Mentira. Meu pai era tristeza, dor e melancolia. Saudade. Estava escrito nos olhos molhados da mulher que me acolhia em seus braços: Eu era filho do sofrimento.
- Seu pai também é canarinho.
Não falei nada e escutei com atenção.
- Ele quis morar nas nuvens. Lá o mundo parece feito de algodão, meu bem. A lua é de queijo e as estrelas são as almas de pessoas que já deixaram esta vida. Mas para entrar no céu e virar estrela, é preciso ter uma alma brilhante. As que não brilham, viram pedacinho de noite.
- Papai virou noite ou estrela, mamãe?
Ela deu um sorriso meia-boca, como quem esconde uma meia-lágrima.
- Seu pai… Ora, seu pai é canarinho.
A conversa completou um ano e meio de idade. Era meu aniversário. Assoprei quatro velas azuis e ganhei uma caixinha. Abri desanimado, o presente era pequeno demais para ser o videogame que tanto pedi. Ganhei uma medalha que trazia a imagem de uma avião.
- Um enfeite de colar? Homens não usam colares, mamãe.
- Abra e veja… Quando sentir falta de teu pai, abra-a novamente. E depois olhe para o céu. Ele vai estar olhando para você também. Não se sinta triste, nem desamparado. Ele te ama. Ele sempre te amou… Ele só não te amou mais que a própria vida. E a vida dele é voar, meu bem.

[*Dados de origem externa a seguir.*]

//! The collection view: a snapshot of rows plus the screen's [`ViewState`]
//!
//! Every derived value (visible page, counts, empty state) is recomputed
//! from the snapshot and the view state on demand. Setters only touch the
//! view state and then re-clamp the page index against the new filtered
//! count, so the index can never point past the last page.

use std::collections::HashSet;
use std::sync::Arc;

use atrium_common::{Error, FieldValue, Result, Row};

use crate::empty_state::EmptyState;
use crate::filter::{apply_column_filters, apply_global_filter, same_filter_value, FuzzyMatcher};
use crate::paginate::{page_window, paginate};
use crate::sort::{apply_sort, sort_key};
use crate::state::{SortRule, ViewState};
use crate::ViewConfig;

/// Whether the rows behind the view have been fetched
#[derive(Debug, Clone, PartialEq, Eq, Default)]
pub enum LoadPhase {
    /// No fetch has completed yet
    #[default]
    Pending,
    Ready,
    /// The last fetch failed; the collection is treated as empty
    Failed(String),
}

/// Everything a list screen renders, derived in one pass
#[derive(Debug)]
pub struct ViewModel<'a, R> {
    pub visible_rows: Vec<&'a R>,
    /// Rows surviving the filters, across all pages
    pub total_count: usize,
    /// Rows in the snapshot before filtering
    pub raw_count: usize,
    pub page_index: usize,
    pub page_count: usize,
    pub empty_state: EmptyState,
}

/// Collection view engine for one screen
#[derive(Debug)]
pub struct CollectionView<R> {
    rows: Arc<[R]>,
    phase: LoadPhase,
    state: ViewState,
    matcher: FuzzyMatcher,
}

impl<R: Row> CollectionView<R> {
    pub fn new(state: ViewState, matcher: FuzzyMatcher) -> Self {
        Self {
            rows: Arc::from(Vec::new()),
            phase: LoadPhase::Pending,
            state,
            matcher,
        }
    }

    pub fn with_config(config: &ViewConfig) -> Self {
        Self::new(
            ViewState::new(config.page_size),
            FuzzyMatcher::new(config.fuzzy_threshold),
        )
    }

    /// Swap in a freshly fetched collection.
    ///
    /// The whole snapshot is replaced at once. Selected ids that no longer
    /// exist are dropped and the page index is re-clamped. A collection with
    /// duplicate ids is rejected and leaves the view untouched.
    pub fn replace_snapshot(&mut self, rows: Vec<R>) -> Result<()> {
        let mut seen = HashSet::with_capacity(rows.len());
        if let Some(dup) = rows.iter().find(|r| !seen.insert(r.row_id())) {
            return Err(Error::Validation(format!(
                "Duplicate id '{}' in collection snapshot",
                dup.row_id()
            )));
        }

        self.state.retain_selection(|id| seen.contains(id));
        self.rows = Arc::from(rows);
        self.phase = LoadPhase::Ready;
        self.reclamp();

        tracing::debug!(
            rows = self.rows.len(),
            selected = self.state.selected_ids().len(),
            "Collection snapshot replaced"
        );
        Ok(())
    }

    /// Record a failed fetch. The stale rows are discarded until a retry
    /// succeeds.
    pub fn mark_failed(&mut self, message: impl Into<String>) {
        self.rows = Arc::from(Vec::new());
        self.phase = LoadPhase::Failed(message.into());
        self.state.clear_selection();
        self.reclamp();
    }

    pub fn phase(&self) -> &LoadPhase {
        &self.phase
    }

    pub fn state(&self) -> &ViewState {
        &self.state
    }

    /// The raw snapshot, unfiltered and in repository order
    pub fn rows(&self) -> &[R] {
        &self.rows
    }

    pub fn snapshot(&self) -> Arc<[R]> {
        Arc::clone(&self.rows)
    }

    pub fn find(&self, id: &str) -> Option<&R> {
        self.rows.iter().find(|r| r.row_id() == id)
    }

    fn filtered_sorted(&self) -> Vec<&R> {
        let rows: Vec<&R> = self.rows.iter().collect();
        let rows = apply_global_filter(rows, self.state.global_query(), &self.matcher);
        let rows = apply_column_filters(rows, self.state.column_filters());
        apply_sort(rows, self.state.sort_rules())
    }

    /// Derive the visible page and its counts
    pub fn derive(&self) -> ViewModel<'_, R> {
        let sorted = self.filtered_sorted();
        let (page, window) = paginate(&sorted, self.state.page_index(), self.state.page_size());
        let empty_state = EmptyState::classify(
            self.phase == LoadPhase::Pending,
            matches!(self.phase, LoadPhase::Failed(_)),
            self.rows.len(),
            sorted.len(),
        );

        ViewModel {
            total_count: sorted.len(),
            raw_count: self.rows.len(),
            page_index: window.page_index,
            page_count: window.page_count,
            empty_state,
            visible_rows: page.to_vec(),
        }
    }

    pub fn visible_rows(&self) -> Vec<&R> {
        self.derive().visible_rows
    }

    pub fn total_count(&self) -> usize {
        self.filtered_sorted().len()
    }

    pub fn page_count(&self) -> usize {
        self.derive().page_count
    }

    pub fn empty_state(&self) -> EmptyState {
        self.derive().empty_state
    }

    fn reclamp(&mut self) {
        let total = self.filtered_sorted().len();
        let window = page_window(total, self.state.page_index(), self.state.page_size());
        self.state.clamp_page(window.page_count);
    }

    pub fn set_sort(&mut self, rules: Vec<SortRule>) {
        self.state.set_sort(rules);
    }

    pub fn toggle_sort(&mut self, field: &str) {
        self.state.toggle_sort(field);
    }

    pub fn set_column_filter(&mut self, field: impl Into<String>, accepted: Vec<FieldValue>) {
        self.state.set_column_filter(field, accepted);
        self.reclamp();
    }

    pub fn clear_column_filter(&mut self, field: &str) {
        self.state.clear_column_filter(field);
        self.reclamp();
    }

    pub fn set_global_query(&mut self, query: impl Into<String>) {
        self.state.set_global_query(query);
        self.reclamp();
    }

    pub fn clear_filters(&mut self) {
        self.state.clear_filters();
        self.reclamp();
    }

    pub fn set_page(&mut self, page_index: usize) {
        self.state.set_page(page_index);
        self.reclamp();
    }

    pub fn set_page_size(&mut self, page_size: usize) {
        self.state.set_page_size(page_size);
    }

    /// Flip the selection of a row in the snapshot.
    ///
    /// Returns whether the row is selected afterwards; unknown ids are ignored.
    pub fn toggle_selection(&mut self, id: &str) -> bool {
        if self.find(id).is_none() {
            return false;
        }
        self.state.toggle_selection(id)
    }

    /// Select every row on the visible page
    pub fn select_all_on_page(&mut self) {
        let ids: Vec<String> = self
            .visible_rows()
            .iter()
            .map(|r| r.row_id().to_string())
            .collect();
        self.state.select(ids);
    }

    pub fn clear_selection(&mut self) {
        self.state.clear_selection();
    }

    pub fn is_selected(&self, id: &str) -> bool {
        self.state.is_selected(id)
    }

    /// Selected rows in snapshot order, including rows filtered out of view
    pub fn selected_rows(&self) -> Vec<&R> {
        self.rows
            .iter()
            .filter(|r| self.state.is_selected(r.row_id()))
            .collect()
    }

    pub fn is_page_fully_selected(&self) -> bool {
        let visible = self.visible_rows();
        !visible.is_empty() && visible.iter().all(|r| self.state.is_selected(r.row_id()))
    }

    /// Distinct values of `field` across the snapshot, in sort order.
    ///
    /// Used to build column filter menus, so values collapse exactly when a
    /// column filter would treat them as the same value.
    pub fn facet_values(&self, field: &str) -> Vec<FieldValue> {
        let mut values: Vec<FieldValue> = Vec::new();
        for row in self.rows.iter() {
            let Some(value) = row.value(field) else {
                continue;
            };
            if !values.iter().any(|v| same_filter_value(v, &value)) {
                values.push(value.into_owned());
            }
        }
        values.sort_by_cached_key(|v| sort_key(Some(v)));
        values
    }
}
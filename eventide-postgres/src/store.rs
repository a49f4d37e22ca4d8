mod load;
mod progress;
mod transaction;

use chrono::{DateTime, Utc};
use eventide_core::{
    event::{Event, StreamId, StreamIdentity},
    store::{EventFilter, EventStore, HighWaterRow, ShardProgress, Snapshot, StreamRange, StreamState},
};
use sqlx::{PgPool, Postgres, QueryBuilder};
pub use transaction::Transaction;

use crate::Error;

/// A PostgreSQL-backed [`EventStore`].
///
/// - Sequences are global and monotonic (`BIGSERIAL seq_id`). Like any
///   database sequence they may show temporary gaps while concurrent
///   transactions are in flight, and permanent ones after a rollback.
/// - Event payloads and documents are stored as `jsonb`.
/// - Stream ids are `UUID` or `TEXT` depending on the configured
///   [`StreamIdentity`]; the identity must match the one given to the
///   repository's `StoreOptions`.
#[derive(Clone, Debug)]
pub struct Store {
    pool: PgPool,
    identity: StreamIdentity,
}

impl Store {
    /// Construct a store keyed by UUID stream ids.
    #[must_use]
    pub const fn new(pool: PgPool) -> Self {
        Self::with_identity(pool, StreamIdentity::AsGuid)
    }

    #[must_use]
    pub const fn with_identity(pool: PgPool, identity: StreamIdentity) -> Self {
        Self { pool, identity }
    }

    #[must_use]
    pub const fn pool(&self) -> &PgPool {
        &self.pool
    }

    #[must_use]
    pub const fn identity(&self) -> StreamIdentity {
        self.identity
    }

    /// Apply the schema (idempotent).
    ///
    /// This uses `CREATE TABLE IF NOT EXISTS` style DDL so it can be run on
    /// startup.
    ///
    /// # Errors
    ///
    /// Returns a `sqlx::Error` if any of the schema creation queries fail.
    #[tracing::instrument(skip(self), fields(identity = ?self.identity))]
    pub async fn migrate(&self) -> Result<(), sqlx::Error> {
        let id_type = match self.identity {
            StreamIdentity::AsGuid => "UUID",
            StreamIdentity::AsString => "TEXT",
        };

        let streams = format!(
            r"
            CREATE TABLE IF NOT EXISTS streams (
                tenant_id        TEXT NOT NULL,
                id               {id_type} NOT NULL,
                type             TEXT NULL,
                version          BIGINT NOT NULL,
                timestamp        TIMESTAMPTZ NOT NULL,
                created          TIMESTAMPTZ NOT NULL,
                is_archived      BOOLEAN NOT NULL DEFAULT FALSE,
                snapshot         JSONB NULL,
                snapshot_version BIGINT NULL,
                PRIMARY KEY (tenant_id, id)
            )
            "
        );
        sqlx::query(&streams).execute(&self.pool).await?;

        let events = format!(
            r"
            CREATE TABLE IF NOT EXISTS events (
                seq_id      BIGSERIAL PRIMARY KEY,
                id          UUID NOT NULL,
                stream_id   {id_type} NOT NULL,
                version     BIGINT NOT NULL,
                data        JSONB NOT NULL,
                type        TEXT NOT NULL,
                dotnet_type TEXT NOT NULL,
                timestamp   TIMESTAMPTZ NOT NULL,
                tenant_id   TEXT NOT NULL,
                is_archived BOOLEAN NOT NULL DEFAULT FALSE
            )
            "
        );
        sqlx::query(&events).execute(&self.pool).await?;

        sqlx::query(
            r"CREATE UNIQUE INDEX IF NOT EXISTS events_by_stream_and_version ON events(tenant_id, stream_id, version)",
        )
        .execute(&self.pool)
        .await?;

        sqlx::query(r"CREATE INDEX IF NOT EXISTS events_by_type_and_seq ON events(type, seq_id)")
            .execute(&self.pool)
            .await?;

        sqlx::query(
            r"
            CREATE TABLE IF NOT EXISTS event_progression (
                name           TEXT PRIMARY KEY,
                last_seq_id    BIGINT NOT NULL,
                highest_seq_id BIGINT NULL,
                last_updated   TIMESTAMPTZ NOT NULL
            )
            ",
        )
        .execute(&self.pool)
        .await?;

        sqlx::query(
            r"
            CREATE TABLE IF NOT EXISTS projected_documents (
                tenant_id     TEXT NOT NULL,
                kind          TEXT NOT NULL,
                id            TEXT NOT NULL,
                data          JSONB NOT NULL,
                last_modified TIMESTAMPTZ NOT NULL DEFAULT now(),
                PRIMARY KEY (tenant_id, kind, id)
            )
            ",
        )
        .execute(&self.pool)
        .await?;

        Ok(())
    }

    /// Reject ids of the wrong kind before they reach a typed column.
    pub(crate) fn check_identity(identity: StreamIdentity, id: &StreamId) -> Result<(), Error> {
        if id.identity() == identity {
            Ok(())
        } else {
            Err(Error::IdentityMismatch {
                id: id.clone(),
                expected: identity,
            })
        }
    }
}

impl EventStore for Store {
    type Error = Error;
    type Transaction = Transaction;

    async fn begin(&self) -> Result<Self::Transaction, Self::Error> {
        let tx = self.pool.begin().await?;
        Ok(Transaction::new(tx, self.identity))
    }

    async fn fetch_stream_state<'a>(
        &'a self,
        tenant_id: &'a str,
        id: &'a StreamId,
    ) -> Result<Option<StreamState>, Self::Error> {
        Self::check_identity(self.identity, id)?;
        let mut qb = QueryBuilder::<Postgres>::new(
            "SELECT tenant_id, id, type, version, created, timestamp, is_archived, \
             snapshot_version FROM streams WHERE tenant_id = ",
        );
        qb.push_bind(tenant_id).push(" AND id = ");
        load::push_stream_id(&mut qb, id);

        let row = qb.build().fetch_optional(&self.pool).await?;
        row.map(|row| load::decode_stream_state(&row, self.identity))
            .transpose()
            .map_err(Error::from)
    }

    #[tracing::instrument(skip(self, id, range), fields(stream_id = %id))]
    async fn fetch_stream<'a>(
        &'a self,
        tenant_id: &'a str,
        id: &'a StreamId,
        range: &'a StreamRange,
    ) -> Result<Vec<Event>, Self::Error> {
        Self::check_identity(self.identity, id)?;
        let mut qb = QueryBuilder::<Postgres>::new(load::SELECT_EVENTS);
        qb.push(" WHERE tenant_id = ").push_bind(tenant_id);
        qb.push(" AND stream_id = ");
        load::push_stream_id(&mut qb, id);
        if let Some(from) = range.from_version {
            qb.push(" AND version >= ").push_bind(from);
        }
        if let Some(to) = range.to_version {
            qb.push(" AND version <= ").push_bind(to);
        }
        if let Some(before) = range.before {
            qb.push(" AND timestamp <= ").push_bind(before);
        }
        qb.push(" ORDER BY version ASC");

        let rows = qb.build().fetch_all(&self.pool).await?;
        let events = load::decode_events(&rows, self.identity)?;
        tracing::trace!(events_loaded = events.len(), "loaded stream");
        Ok(events)
    }

    async fn load_snapshot<'a>(
        &'a self,
        tenant_id: &'a str,
        id: &'a StreamId,
    ) -> Result<Option<Snapshot>, Self::Error> {
        Self::check_identity(self.identity, id)?;
        let mut conn = self.pool.acquire().await?;
        load::select_snapshot(&mut conn, tenant_id, id).await
    }

    async fn load_document<'a>(
        &'a self,
        tenant_id: &'a str,
        kind: &'a str,
        id: &'a str,
    ) -> Result<Option<serde_json::Value>, Self::Error> {
        let mut conn = self.pool.acquire().await?;
        load::select_document(&mut conn, tenant_id, kind, id).await
    }

    async fn highest_sequence(&self) -> Result<i64, Self::Error> {
        let highest: i64 = sqlx::query_scalar("SELECT COALESCE(MAX(seq_id), 0) FROM events")
            .fetch_one(&self.pool)
            .await?;
        Ok(highest)
    }

    async fn sequences_after(&self, after: i64, limit: usize) -> Result<Vec<i64>, Self::Error> {
        let sequences: Vec<i64> = sqlx::query_scalar(
            "SELECT seq_id FROM events WHERE seq_id > $1 ORDER BY seq_id ASC LIMIT $2",
        )
        .bind(after)
        .bind(load::limit(limit))
        .fetch_all(&self.pool)
        .await?;
        Ok(sequences)
    }

    #[tracing::instrument(skip(self, filter))]
    async fn load_events_between<'a>(
        &'a self,
        floor: i64,
        ceiling: i64,
        limit: usize,
        filter: &'a EventFilter,
    ) -> Result<Vec<Event>, Self::Error> {
        if ceiling <= floor {
            return Ok(Vec::new());
        }

        let mut qb = QueryBuilder::<Postgres>::new(load::SELECT_EVENTS);
        qb.push(" WHERE seq_id > ").push_bind(floor);
        qb.push(" AND seq_id <= ").push_bind(ceiling);
        if let Some(aliases) = &filter.aliases {
            qb.push(" AND type = ANY(").push_bind(aliases.clone()).push(")");
        }
        if !filter.include_archived {
            qb.push(" AND is_archived = FALSE");
        }
        qb.push(" ORDER BY seq_id ASC LIMIT ").push_bind(load::limit(limit));

        let rows = qb.build().fetch_all(&self.pool).await?;
        load::decode_events(&rows, self.identity).map_err(Error::from)
    }

    async fn fetch_progress<'a>(
        &'a self,
        name: &'a str,
    ) -> Result<Option<ShardProgress>, Self::Error> {
        progress::fetch(&self.pool, name).await
    }

    async fn all_progress(&self) -> Result<Vec<ShardProgress>, Self::Error> {
        progress::fetch_all(&self.pool).await
    }

    #[tracing::instrument(skip(self))]
    async fn rewind_progress<'a>(&'a self, name: &'a str, sequence: i64) -> Result<(), Self::Error> {
        progress::overwrite(&self.pool, name, sequence).await
    }

    async fn fetch_high_water(&self) -> Result<Option<HighWaterRow>, Self::Error> {
        progress::fetch_high_water(&self.pool).await
    }

    async fn save_high_water(
        &self,
        mark: i64,
        highest_sequence: i64,
        at: DateTime<Utc>,
    ) -> Result<HighWaterRow, Self::Error> {
        progress::save_high_water(&self.pool, mark, highest_sequence, at).await
    }
}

- Meu pai é um avião, mamãe?
- Mais que isso… Teu pai é militar.
Abraçou-me. Abraçou-me como o mar que anseia proteger suas pérolas desprotegidas. E eu soube… Eu não era filho do vazio, do abandono ou do desamparo. Eu era filho do amor. Filho do amor de um homem pelo país. Papai está presente em cada mancha verde e amarela, em cada vento que sopra em meu rosto, enxugando-me as lágrimas. Papai é a alma viva de um coração solitário.
O menino cresceu. Eu entendi que jamais fui uma criança sem rosto, um desconhecido. Eu sou filho da pátria. Um soldado de bandeira branca lançada ao vento.
Mamãe também bateu asas. A medalhinha banhada em pranto permanece escondida no bolso da minha farda. E hoje olho pro céu… Mamãe dança sob seu mundo de algodão e papai continua voando até encontrar um novo pedaço de terra para pousar, se divertindo em pintar o céu de fumaça branca. Meu pai é militar. E eu? Eu sou o filho das asas metálicas.